Unser Volk ist dazu bestimmt, Wellen gen Norden loszuschlagen, um die Eisbarrieren zu brechen und an den Ufern des Pazifiks die Zivilisationen des Orients zu treffen.
Am 30. März 1867 unterschreiben der Aussenminister der Vereinigten Staaten, William H. Seward, und der russische Gesandte Eduard von Stockl in Washington einen Vertrag, der die Landmasse der Vereinigten Staaten um ein Gebiet so gross wie Mitteleuropa erweitern sollte.
Der Kaufpreis für das damalige Russisch-Amerika: 7.2 Millionen US-Dollar, was inzwischen rund 140 Millionen wären. Heute ist Alaska von grösster Bedeutung für die USA. Das Gebiet verfügt über gewaltige Ölvorkommen, Gold und Fischgründe und öffnet den Amerikanern das Tor zur Arktis.
Über 150 Jahre später blicken die USA erneut hoch in den Norden. Oder zumindest der designierte US-Präsident Donald Trump:
Für unsere nationale Sicherheit und den Frieden in der Welt ist es eine absolute Notwendigkeit, dass wir Grönland kontrollieren.
Schon während seiner ersten Amtszeit bekundete Trump sein «Interesse» an Grönland. Nun ist es ihm offenbar ernster denn je: Er will Dänemark das riesige Territorium entreissen. Der «Dealmaker» wittert offenbar ein Geschäft, das für die USA ähnlich lukrativ werden könnte wie der Kauf von Alaska.
Aber können die USA im 21. Jahrhundert einfach so die grösste Insel der Welt kaufen? Die Antwort: ein klares Jein. «Das Völkerrecht ermöglicht grundsätzlich einen Landkauf», sagt die Juristin Anna Petrig. Dabei gebe es aber gewisse Spielregeln, fügt die Professorin für Völkerrecht an der Universität Basel an.
Kaufvertrag mit Dänemark – Referendum in Grönland
Vor dem Zweiten Weltkrieg waren Landkäufe ohne Einbezug der Bevölkerung völkerrechtlich noch möglich. So etwa, als die USA Territorium von Frankreich und Spanien erwarben, aus denen Bundesstaaten wie Kalifornien, Florida, New Mexico und Louisiana wurden. Oder eben Alaska.

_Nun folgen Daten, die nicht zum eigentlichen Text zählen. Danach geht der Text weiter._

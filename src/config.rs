use std::collections::HashMap;
use std::path::{Path, PathBuf};
use std::time::Duration;

use anyhow::{Context, Result};
use secrecy::SecretString;
use serde::Deserialize;

pub const DEFAULT_CONFIG_PATH: &str = ".prforge/worker.toml";
pub const DEFAULT_GITHUB_API: &str = "https://api.github.com";

/// Operational limits for the tool surface.
#[derive(Debug, Clone, PartialEq)]
pub struct ToolLimits {
    /// Lines returned by `read` when no limit is given.
    pub read_default_limit: usize,
    /// Characters of command output returned to the model.
    pub output_char_limit: usize,
    /// Bytes of command output captured per stream.
    pub output_byte_cap: u64,
    pub bash_timeout_secs: u64,
    pub search_timeout_secs: u64,
    pub glob_max_results: usize,
    pub grep_max_lines: usize,
}

impl Default for ToolLimits {
    fn default() -> Self {
        Self {
            read_default_limit: 2000,
            output_char_limit: 30_000,
            output_byte_cap: 10 * 1024 * 1024,
            bash_timeout_secs: 120,
            search_timeout_secs: 30,
            glob_max_results: 200,
            grep_max_lines: 100,
        }
    }
}

impl ToolLimits {
    pub fn bash_timeout(&self) -> Duration {
        Duration::from_secs(self.bash_timeout_secs)
    }

    pub fn search_timeout(&self) -> Duration {
        Duration::from_secs(self.search_timeout_secs)
    }
}

/// Per-provider overrides from `[providers.<id>]`.
#[derive(Debug, Clone, Default, PartialEq, Deserialize)]
pub struct ProviderSettings {
    pub model: Option<String>,
    pub base_url: Option<String>,
    pub max_tokens: Option<u32>,
}

/// Runtime configuration of the worker.
#[derive(Debug, Clone)]
pub struct WorkerConfig {
    /// Per-job checkouts live at `<work_dir>/<job_id>`.
    pub work_dir: PathBuf,
    pub max_steps: usize,
    pub clone_depth: u32,
    pub clone_timeout_secs: u64,
    pub git_timeout_secs: u64,
    pub commit_name: String,
    pub commit_email: String,
    pub git_host: String,
    pub github_api_base: String,
    pub tools: ToolLimits,
    pub providers: HashMap<String, ProviderSettings>,
}

impl Default for WorkerConfig {
    fn default() -> Self {
        Self {
            work_dir: std::env::temp_dir().join("prforge"),
            max_steps: 50,
            clone_depth: 50,
            clone_timeout_secs: 120,
            git_timeout_secs: 120,
            commit_name: "prforge[bot]".to_string(),
            commit_email: "prforge-bot@users.noreply.github.com".to_string(),
            git_host: "github.com".to_string(),
            github_api_base: DEFAULT_GITHUB_API.to_string(),
            tools: ToolLimits::default(),
            providers: HashMap::new(),
        }
    }
}

/// Raw TOML structure for `.prforge/worker.toml`
#[derive(Debug, Deserialize)]
struct WorkerToml {
    worker: Option<WorkerSection>,
    tools: Option<ToolsSection>,
    github: Option<GithubSection>,
    providers: Option<HashMap<String, ProviderSettings>>,
}

#[derive(Debug, Deserialize)]
struct WorkerSection {
    work_dir: Option<PathBuf>,
    max_steps: Option<usize>,
    clone_depth: Option<u32>,
    clone_timeout_secs: Option<u64>,
    git_timeout_secs: Option<u64>,
    commit_name: Option<String>,
    commit_email: Option<String>,
    git_host: Option<String>,
}

#[derive(Debug, Deserialize)]
struct ToolsSection {
    read_default_limit: Option<usize>,
    output_char_limit: Option<usize>,
    output_byte_cap: Option<u64>,
    bash_timeout_secs: Option<u64>,
    search_timeout_secs: Option<u64>,
    glob_max_results: Option<usize>,
    grep_max_lines: Option<usize>,
}

#[derive(Debug, Deserialize)]
struct GithubSection {
    api_base: Option<String>,
}

impl WorkerConfig {
    /// Load the worker config from `path`, then apply environment overrides.
    /// A missing file yields the defaults.
    pub fn load(path: &Path) -> Result<Self> {
        let mut config = Self::load_file(path)?;
        config.apply_env(|key| std::env::var(key).ok());
        Ok(config)
    }

    fn load_file(path: &Path) -> Result<Self> {
        if !path.exists() {
            return Ok(Self::default());
        }

        let content = std::fs::read_to_string(path)
            .with_context(|| format!("Failed to read {}", path.display()))?;
        Self::parse(&content).with_context(|| format!("Failed to parse {}", path.display()))
    }

    pub fn parse(content: &str) -> Result<Self> {
        let toml: WorkerToml = toml::from_str(content)?;

        let mut config = Self::default();
        if let Some(section) = toml.worker {
            if let Some(work_dir) = section.work_dir {
                config.work_dir = work_dir;
            }
            if let Some(max_steps) = section.max_steps {
                config.max_steps = max_steps;
            }
            if let Some(depth) = section.clone_depth {
                config.clone_depth = depth;
            }
            if let Some(secs) = section.clone_timeout_secs {
                config.clone_timeout_secs = secs;
            }
            if let Some(secs) = section.git_timeout_secs {
                config.git_timeout_secs = secs;
            }
            if let Some(name) = section.commit_name {
                config.commit_name = name;
            }
            if let Some(email) = section.commit_email {
                config.commit_email = email;
            }
            if let Some(host) = section.git_host {
                config.git_host = host;
            }
        }
        if let Some(section) = toml.tools {
            let limits = &mut config.tools;
            if let Some(v) = section.read_default_limit {
                limits.read_default_limit = v;
            }
            if let Some(v) = section.output_char_limit {
                limits.output_char_limit = v;
            }
            if let Some(v) = section.output_byte_cap {
                limits.output_byte_cap = v;
            }
            if let Some(v) = section.bash_timeout_secs {
                limits.bash_timeout_secs = v;
            }
            if let Some(v) = section.search_timeout_secs {
                limits.search_timeout_secs = v;
            }
            if let Some(v) = section.glob_max_results {
                limits.glob_max_results = v;
            }
            if let Some(v) = section.grep_max_lines {
                limits.grep_max_lines = v;
            }
        }
        if let Some(api_base) = toml.github.and_then(|g| g.api_base) {
            config.github_api_base = api_base;
        }
        if let Some(providers) = toml.providers {
            config.providers = providers;
        }

        Ok(config)
    }

    /// Apply `PRFORGE_WORK_DIR` and `GITHUB_API_URL` from `lookup`.
    pub fn apply_env(&mut self, lookup: impl Fn(&str) -> Option<String>) {
        if let Some(dir) = lookup("PRFORGE_WORK_DIR").filter(|v| !v.is_empty()) {
            self.work_dir = PathBuf::from(dir);
        }
        if let Some(api) = lookup("GITHUB_API_URL").filter(|v| !v.is_empty()) {
            self.github_api_base = api;
        }
    }

    pub fn provider(&self, id: &str) -> ProviderSettings {
        self.providers.get(id).cloned().unwrap_or_default()
    }

    pub fn clone_timeout(&self) -> Duration {
        Duration::from_secs(self.clone_timeout_secs)
    }

    pub fn git_timeout(&self) -> Duration {
        Duration::from_secs(self.git_timeout_secs)
    }
}

/// The credential encryption key from `PRFORGE_MASTER_KEY`, if set.
pub fn master_key_from_env() -> Option<SecretString> {
    std::env::var("PRFORGE_MASTER_KEY")
        .ok()
        .filter(|v| !v.is_empty())
        .map(SecretString::from)
}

Seither regelt das Völkerrecht aber nicht mehr nur die Beziehungen zwischen den Staaten, sondern spricht auch der Bevölkerung Rechte zu – darunter das Recht auf Selbstbestimmung. «Kraft dieses Rechts können Menschen selber über ihren politischen Status bestimmen und ihre wirtschaftliche, soziale und kulturelle Entwicklung frei verfolgen», sagt Petrig.
Kopenhagen und Washington können sich also nicht einfach auf einen Kaufpreis einigen und über die Köpfe der Menschen auf Grönland hinweg entscheiden. Die dortige Bevölkerung muss eingebunden werden, zumal ihr Dänemark weitgehende Autonomierechte zugesteht. Klassischerweise könnte dies über ein Referendum auf der selbstverwalteten Insel geschehen.
Der grönländische Premierminister Múte Egede stellte bereits klar: «Wir werden niemals zum Verkauf stehen.» Die dänische Ministerpräsidentin Mette Frederiksen äusserte sich wortgleich und ergänzte, nur Grönland könne über seine Zukunft entscheiden.
Völkerrechtlich stellen sich Trump also grosse Hindernisse in den Weg: Dänemark muss einem Verkauf zustimmen und die Menschen in Grönland ihrer Angliederung an die USA.
Hält sich Trump an die «Spielregeln»?
Ganz offensichtlich möchte Trump der Regierung in Kopenhagen aber ein Angebot machen, das sie nicht ablehnen kann. So liess der künftige US-Präsident durchblicken, dass auch ein militärisches Eingreifen eine Option wäre, um sich Grönland einzuverleiben.
Das wäre jedoch völkerrechtswidrig. «Ein Vertrag, der aufgrund militärischen Drucks zustande kommt, ist ungültig», sagt Petrig. «Genauso wie eine Annexion, also ein Gebietserwerb durch militärische Gewalt.» Ob das Völkerrecht für Trump Verpflichtung oder Papiertiger ist, ist aber eine andere Frage.